The present invention relates to a memory device, and more particularly to a memory device basically identical to that of a shift register having a depth of variable stage.
Shift registers comprising a plurality of registers cascade-connected to shift their contents in sequence play an important role in computational processings or image processings, etc. Products having various capacities of 4, 8, 16, 1024 and 64K bits, etc. have been available.
Referring to FIG. 1, there is shown an example of a commonly used conventional shift register 10 of 8 bit configuration. This shift register 10 comprises eight stages of flip-flops 1 to 8 wherein Q outputs of the flip-flops are respectively connected to D inputs of the next stages thereof and a clock line is commonly connected to the respective flip-flops.
With the shift register thus configured, when a clock pulse signal is input from the clock line CLK, data input to the leftmost flip-flop 1 is transferred to the right per each clock pulse and output data is fetched from an output terminal OUT 1 of the rightmost flip-flop 8.
To change the number of stages in the shift register 10 of the eight stages, as shown in FIG. 1, a method has been employed to provide lead-out or draw-out lines on the output sides of the respective stages of the flip-flops to switch the lead-out lines by using a changeover switch 9 to fetch an output delivered through the selected lead-out line from an output terminal OUT 2 to the external.
When the shift register has a small number of stages as in the above-mentioned example, this method is satisfactory, but when the shift register has a large number of stages, its realization is impossible in an actual sense.

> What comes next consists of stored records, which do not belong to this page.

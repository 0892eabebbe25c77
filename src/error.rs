use crate::channel::{ChannelAddress, ChannelKind};
use thiserror::Error;

/// Rejection reasons for a proposed topology.
///
/// Validation is all-or-nothing: the first problem found rejects the whole
/// proposal and the previously active topology stays in force.
#[derive(Debug, Clone, PartialEq, Error)]
pub enum ConfigError {
    #[error("duplicate instrument id `{0}`")]
    DuplicateId(String),

    #[error("channel {kind:?} at {address} claimed by both `{first}` and `{second}`")]
    ChannelCollision {
        kind: ChannelKind,
        address: ChannelAddress,
        first: String,
        second: String,
    },

    #[error("instrument `{id}`: `{role}` is not a channel role of a {kind} instrument")]
    UnknownChannelRole {
        id: String,
        kind: &'static str,
        role: String,
    },

    #[error("instrument `{id}`: channel role `{role}` expects {expected:?}, got {actual:?}")]
    ChannelKindMismatch {
        id: String,
        role: String,
        expected: ChannelKind,
        actual: ChannelKind,
    },

    #[error("instrument `{id}`: `{role}` is not a link role of a {kind} instrument")]
    UnknownLinkRole {
        id: String,
        kind: &'static str,
        role: String,
    },

    #[error("instrument `{id}`: invalid parameters: {reason}")]
    InvalidParameters { id: String, reason: String },

    #[error("instrument `{id}`: channel role `{role}`: {reason}")]
    BadChannelRecord {
        id: String,
        role: String,
        reason: String,
    },

    #[error("no instrument with id `{0}`")]
    UnknownInstrument(String),
}

/// A single failed backend access.
///
/// These never escape the channel bank; they are latched into fault records
/// while reads fall back to the last known value and writes are dropped
/// until the next tick retries them.
#[derive(Debug, Clone, PartialEq, Error)]
pub enum ChannelError {
    #[error("bus transaction failed: {0}")]
    Bus(String),

    #[error("backend timed out")]
    Timeout,

    #[error("no channel configured at {0}")]
    Unconfigured(ChannelAddress),
}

For instance, when characters or figures (graphic pattern) are displayed on a CRT using a display device, there is employed a method to store display information in a storage unit to use the information read for a required display. When there is no change in information corresponding to one frame (frame information), it is convenient to repeatedly read the display information at a rate of 60 per second. Generally, a volume of such an information corresponding to one frame is not necessarily expressed by the second power (power of 2) and the frame information requires a large capacity. Hitherto, for storing such a frame information, it was necessary to specially provide a storage unit having a required memory capacity, resulting in high cost of the device. In addition, in the case of the above-mentioned example, since all of the memory capacity of the second power are not used, there occurs a wasteful memory capacity and an operation for combining valid or effective informations with each other is required.